Mango season, one of the most popular and healthful fruits, begins as summer approaches. Vitamin C, vitamin A, copper, folate, magnesium, potassium, vitamin B6, and vitamin K are abundant in mangoes. They have many health advantages, including as better immunity, blood pressure control, better skin and hair health, better gastrointestinal health, and weight management.
Mangoes are still safe for diabetics to eat, even though their sweetness frequently causes blood sugar increases in persons with the disease. Recently, nutritionist Lovneet Batra posted some useful advice on Instagram to help diabetics enjoy mangos without worrying about raising their blood sugar levels. These are her suggestions:
Portion Control: Don’t eat more than one mango each day. “One medium mango contains about 50 grams of carbs,” Batra clarifies, “so consuming half to one mango daily is safe for blood sugar levels.”

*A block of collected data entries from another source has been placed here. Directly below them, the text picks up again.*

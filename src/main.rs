mod api;
mod catalog;
mod categories;
mod config;
mod crowd;
mod db;
mod error;
mod guard;
mod leaderboard;
mod oracle;
mod positions;
mod settlement;
mod types;
mod wallet;

use std::sync::atomic::AtomicBool;
use std::sync::Arc;
use std::time::Duration;

use tracing::{error, info, warn};
use tracing_subscriber::EnvFilter;

use crate::api::routes::{router, ApiState};
use crate::config::{
    Config, ROLLOVER_COOLDOWN_SECS, STAKE_RATE_LIMIT_MAX, STAKE_RATE_LIMIT_WINDOW_SECS,
};
use crate::error::Result;
use crate::guard::{CooldownGuard, RateLimiter};

#[tokio::main]
async fn main() {
    let cfg = match Config::from_env() {
        Ok(c) => c,
        Err(e) => {
            eprintln!("Config error: {e}");
            std::process::exit(1);
        }
    };

    tracing_subscriber::fmt()
        .with_env_filter(EnvFilter::new(&cfg.log_level))
        .init();

    if let Err(e) = run(cfg).await {
        error!("Fatal error: {e}");
        std::process::exit(1);
    }
}

async fn run(cfg: Config) -> Result<()> {
    // --- Database setup ---
    let options = sqlx::sqlite::SqliteConnectOptions::new()
        .filename(&cfg.db_path)
        .create_if_missing(true);
    let pool = sqlx::sqlite::SqlitePoolOptions::new()
        .connect_with(options)
        .await?;

    // A failed migration is degraded, not fatal: the API stays up and
    // reports the market schema as unavailable.
    if let Err(e) = sqlx::migrate!("./migrations").run(&pool).await {
        warn!("Migration failed: {e} — market endpoints will return 503 until the schema exists");
    }

    let ready = db::schema_ready(&pool).await;
    if ready {
        info!("Database ready at {}", cfg.db_path);
    } else {
        warn!("Market schema not provisioned at {} — serving degraded", cfg.db_path);
    }

    if cfg.cron_secret.is_none() {
        warn!("CRON_SECRET not set — /cron/resolve and /cron/rollover will reject all callers");
    }

    // --- HTTP API server ---
    let bind_addr = format!("0.0.0.0:{}", cfg.api_port);
    let state = ApiState {
        pool,
        cfg: Arc::new(cfg),
        stake_guard: Arc::new(RateLimiter::new(
            STAKE_RATE_LIMIT_MAX,
            Duration::from_secs(STAKE_RATE_LIMIT_WINDOW_SECS),
        )),
        rollover_guard: Arc::new(CooldownGuard::new(Duration::from_secs(ROLLOVER_COOLDOWN_SECS))),
        schema_ready: Arc::new(AtomicBool::new(ready)),
    };

    let app = router(state);
    let listener = tokio::net::TcpListener::bind(&bind_addr).await?;
    info!("HTTP API listening on {bind_addr}");

    axum::serve(listener, app).await?;

    Ok(())
}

Balance It Well: To counterbalance the carb and sugar load of mangoes, pair them with fiber and good fats. Before consuming a mango, Batra advises consuming a cup of lemon water infused with soaked chia seeds or a little amount of soaked almonds and walnuts. This mixture lessens the possibility of a glucose surge after eating mangos.
Timing: To keep your blood sugar levels in check, eat mangoes during the best times. Eating them prior to engaging in physical activity, such as going for a walk or working out, can aid in better sugar management.
Eat the Correct Form: Because processed mango juices and smoothies can cause sharp rises in blood sugar, diabetics should only eat mangos in their natural state.
Diabetics can still enjoy the pleasure of mangoes this summer without sacrificing their health if they adhere to these easy instructions. To incorporate this delicious fruit into a diabetic-friendly diet, keep in mind that portion control and attentive eating are essential.